- The vulnerability exists in older versions of the two popular text editor applications.
- Vim and Neovim are pre-installed in most of the Linux-based operating systems, which pose more risk to Linux users.
An arbitrary code execution flaw was identified in popular text editors Vim and Neovim. Security researcher Armin Razmjou discovered this vulnerability in the older versions of the two applications.
In a tweet, Razmjou mentioned that the vulnerability was the result of a feature known as ‘modelines’ in the application, which could enable attackers to execute arbitrary code and gain remote control over compromised systems.

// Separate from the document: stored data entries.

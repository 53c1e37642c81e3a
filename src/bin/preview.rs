//! Preview binary - walks a simulated visitor down the landing page in the
//! terminal, printing what the page chrome would show at each step.
//!
//! Usage:
//!   cargo run --bin preview              # Preview in the saved language
//!   cargo run --bin preview -- --toggle  # Switch language first (and save it)
//!
//! Optional environment variables:
//! - PREFERENCE_PATH (defaults to data/preferences.json)

use anyhow::Result;
use postales_del_vinedo::config::Config;
use postales_del_vinedo::counter::{spawn_ramp, DEFAULT_DURATION};
use postales_del_vinedo::i18n::{FilePreferenceStore, LanguageResolver, NoDocument};
use postales_del_vinedo::visual::{
    ElementBounds, ElementVisibility, HeroSpan, Reveal, ScrollSignal, ScrollTelemetry,
    VisibilityObserver, VisualStateTracker,
};
use std::cell::RefCell;
use std::rc::Rc;
use std::time::Duration;
use tracing::info;

const DOCUMENT_HEIGHT: f64 = 3000.0;
const VIEWPORT_HEIGHT: f64 = 1000.0;
const HERO_HEIGHT: f64 = 900.0;
const SCROLL_STEP: f64 = 250.0;

/// The scarcity block ("Solo 15 lotes disponibles") sits below the hero.
const SCARCITY_TOP: f64 = 1500.0;
const SCARCITY_HEIGHT: f64 = 400.0;
const LOTS_AVAILABLE: u32 = 15;

#[tokio::main]
async fn main() -> Result<()> {
    let _ = dotenvy::dotenv();

    tracing_subscriber::fmt()
        .with_env_filter(
            tracing_subscriber::EnvFilter::from_default_env()
                .add_directive("postales_del_vinedo=info".parse()?),
        )
        .init();

    let config = Config::from_env()?;
    let toggle = std::env::args().any(|arg| arg == "--toggle");

    let store = FilePreferenceStore::new(&config.preference_path);
    let mut resolver = LanguageResolver::initialize(Box::new(store), Box::new(NoDocument));
    if toggle {
        let lang = resolver.toggle();
        info!("Switched language to {}", lang);
    }

    println!("\n{}", "=".repeat(60));
    println!("{} ({})", resolver.translate("brand.name"), resolver.language());
    println!("{}", resolver.translate("hero.title"));
    println!("[{}]", resolver.toggle_label());
    println!("{}\n", "=".repeat(60));

    let telemetry = ScrollTelemetry::new();
    let tracker = VisualStateTracker::attach(&telemetry, HeroSpan::for_element(0.0, HERO_HEIGHT));

    let scarcity = ElementVisibility::counter();
    let triggered = Rc::new(RefCell::new(Reveal::new()));
    let sink = Rc::clone(&triggered);
    let _scarcity_watch = scarcity.observe(Box::new(move |visible: &bool| {
        sink.borrow_mut().on_visibility(*visible);
    }));

    let mut offset = 0.0;
    let mut ramp = None;
    while offset <= DOCUMENT_HEIGHT - VIEWPORT_HEIGHT {
        telemetry.emit(ScrollSignal::new(offset, VIEWPORT_HEIGHT, DOCUMENT_HEIGHT));
        scarcity.update(
            ElementBounds::at_scroll(SCARCITY_TOP, SCARCITY_HEIGHT, offset),
            VIEWPORT_HEIGHT,
        );

        let snapshot = tracker.snapshot();
        println!(
            "y={:>6.0}  progress={:>5.1}%  {}  nav={:<5}  fab={:<5}  hero: +{:.1}% / opacity {:.2}",
            offset,
            snapshot.visual.progress_percent,
            snapshot.visual.blend_declaration(),
            snapshot.visual.nav_scrolled,
            snapshot.visual.fab_visible,
            snapshot.parallax.translate_y_percent,
            snapshot.parallax.opacity,
        );

        if ramp.is_none() && triggered.borrow().is_revealed() {
            println!("          -> {} visible, counter starts", resolver.translate("scarcity.eyebrow"));
            ramp = Some(spawn_ramp(
                LOTS_AVAILABLE,
                DEFAULT_DURATION,
                Duration::from_millis(16),
            ));
        }

        offset += SCROLL_STEP;
    }

    if let Some(mut ramp) = ramp {
        let mut values = ramp.subscribe();
        let mut last = None;
        while ramp.current() < LOTS_AVAILABLE {
            if values.changed().await.is_err() {
                break;
            }
            let value = *values.borrow_and_update();
            // Print every whole step once rather than every frame.
            if last != Some(value) {
                println!("counter: {}", value);
                last = Some(value);
            }
        }
        let value = ramp.finished().await;
        println!(
            "\n{}",
            resolver
                .translate("scarcity.available")
                .replace("{count}", &value.to_string())
        );
    }

    Ok(())
}
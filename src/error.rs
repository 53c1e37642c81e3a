use thiserror::Error;

/// Failures reading or writing the persisted language preference.
///
/// These never reach the page: the resolver logs them and keeps the
/// selection in memory for the rest of the session.
#[derive(Debug, Error)]
pub enum PreferenceError {
    #[error("preference storage I/O failed: {0}")]
    Io(#[from] std::io::Error),

    #[error("preference file is not valid JSON: {0}")]
    Json(#[from] serde_json::Error),

    #[error("preference storage is unavailable")]
    Unavailable,
}

#[derive(Debug, Error, PartialEq, Eq)]
pub enum LanguageError {
    #[error("Unknown language code: '{0}'")]
    Unknown(String),
}

#[derive(Debug, Error)]
pub enum LeadError {
    #[error("invalid lead: {}", .0.join(", "))]
    Invalid(Vec<String>),

    #[error("lead endpoint request failed: {0}")]
    Transport(#[from] reqwest::Error),

    #[error("lead endpoint returned {0}")]
    Status(reqwest::StatusCode),
}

- The flaw, tracked as CVE-2019-12735, is a result of a faulty getchar.c function which allows remote attackers to execute arbitrary code through the ‘:source!’ command in a modeline.
- It affects Vim versions prior to 8.1.1365 and Neovim versions prior to 0.3.6.
- According to Razmjou, this vulnerability is plainly evident in default configurations of Vim.
- The researcher has also released two proof-of-concept (PoC) exploits for this vulnerability. One of the exploits shows an attack scenario wherein a reverse shell is executed when he/she opens a malicious file on either of these applications. This permitted system access to the remote attacker.
How can you protect yourself?
On top of mentioning patches available, Razmjou has advised other countermeasures such as disabling modelines, using a plugin called ‘securemodelines’ or to disable ‘modelineexpr’ option in modelines.
Since Vim and Neovim are pre-installed in most of the Linux-based operating systems, Linux users are more prone to RCE attacks due to this flaw. Thus, they are advised to apply the patches available for the two applications.